Here, for instance, is Josh Marshall calling Gonzales "irreplaceable" in The Hill because "the Democratic Senate is never going to give the president another Gonzales":
Impeaching Gonzales, even in his currently debilitated state, would still require the support of almost 20 Republican senators. Not a likely prospect. But if Gonzales goes, the Democratic Senate is never going to give the president another Gonzales — another ethically compromised loyalist who will run the Justice Department with the guiding principle of protecting the president. And that makes him, for the president, quite literally irreplaceable.

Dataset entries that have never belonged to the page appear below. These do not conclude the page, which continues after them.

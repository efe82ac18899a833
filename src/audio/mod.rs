//! Audio capture: sources, frames, and the bounded frame queue.

#[cfg(feature = "cpal-audio")]
pub mod capture;
pub mod downmix;
pub mod frame;
pub mod source;
pub mod wav;
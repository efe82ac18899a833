//! Benchmarks for the per-frame hot path: window rolls and the silence gate.

use criterion::{Criterion, black_box, criterion_group, criterion_main};
use livecap::caption::silence::SilenceGate;
use livecap::caption::window::RollingWindow;

/// 5 s window at 16 kHz, the default configuration.
const WINDOW_SAMPLES: usize = 5 * 16000;
/// 100 ms frame at 16 kHz.
const FRAME_SAMPLES: usize = 1600;

fn bench_window_append(c: &mut Criterion) {
    let frame: Vec<f32> = (0..FRAME_SAMPLES).map(|i| (i as f32 * 0.001).sin()).collect();

    c.bench_function("window_append_100ms_frame", |b| {
        let mut window = RollingWindow::new(WINDOW_SAMPLES);
        b.iter(|| {
            window.append(black_box(&frame));
        });
    });

    c.bench_function("window_append_oversized", |b| {
        let mut window = RollingWindow::new(WINDOW_SAMPLES);
        let oversized = vec![0.25f32; WINDOW_SAMPLES + FRAME_SAMPLES];
        b.iter(|| {
            window.append(black_box(&oversized));
        });
    });

    c.bench_function("window_snapshot", |b| {
        let mut window = RollingWindow::new(WINDOW_SAMPLES);
        window.append(&frame);
        b.iter(|| black_box(window.snapshot()));
    });
}

fn bench_silence_gate(c: &mut Criterion) {
    let gate = SilenceGate::new(0.01);
    let silent = vec![0.001f32; WINDOW_SAMPLES];
    let loud: Vec<f32> = (0..WINDOW_SAMPLES).map(|i| (i as f32 * 0.01).sin() * 0.5).collect();

    c.bench_function("silence_gate_silent_window", |b| {
        b.iter(|| gate.is_silent(black_box(&silent)));
    });

    c.bench_function("silence_gate_loud_window", |b| {
        b.iter(|| gate.is_silent(black_box(&loud)));
    });
}

criterion_group!(benches, bench_window_append, bench_silence_gate);
criterion_main!(benches);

Along the same lines, Sidney Blumenthal called Gonzales "indispensable" because "[l]osing [him] would raise the curtain on this era's "White House horrors":
Losing Gonzales would raise the curtain on this era's "White House horrors." So Bush throws executive privilege over everyone he can. The yes man has become the indispensable man.
So who gets confirmed? And do the "horrors" come out? Marshall doesn't acknowledge his previous claim that Bush needs Gonzales in a post on the resignation this morning.


While we're taking a trip down memory lane, let's pause to remember how John Ashcroft was the left's bête noire before they decided he'd been a brave civil libertarian defending the Constitution from his hospital bed.
Posted by: Rob | August 27, 2007 at 10:32 AM
>>While we're taking a trip down memory lane, let's pause to remember how John Ashcroft was the left's bête noire before they decided he'd been a brave civil libertarian defending the Constitution from his hospital bed.<<
So they must be wrong about Gonzales? Or does that mean that they're hypocrites because they didn't meet your definition of "Ashcroft haters"?
Brendan's post may lead to something or it may not. Pundits have been called on their BS predictions for years (see the definition of a "Friedman unit"), but that doesn't mean anyone's going to be out of a job any time soon. Or they might be right.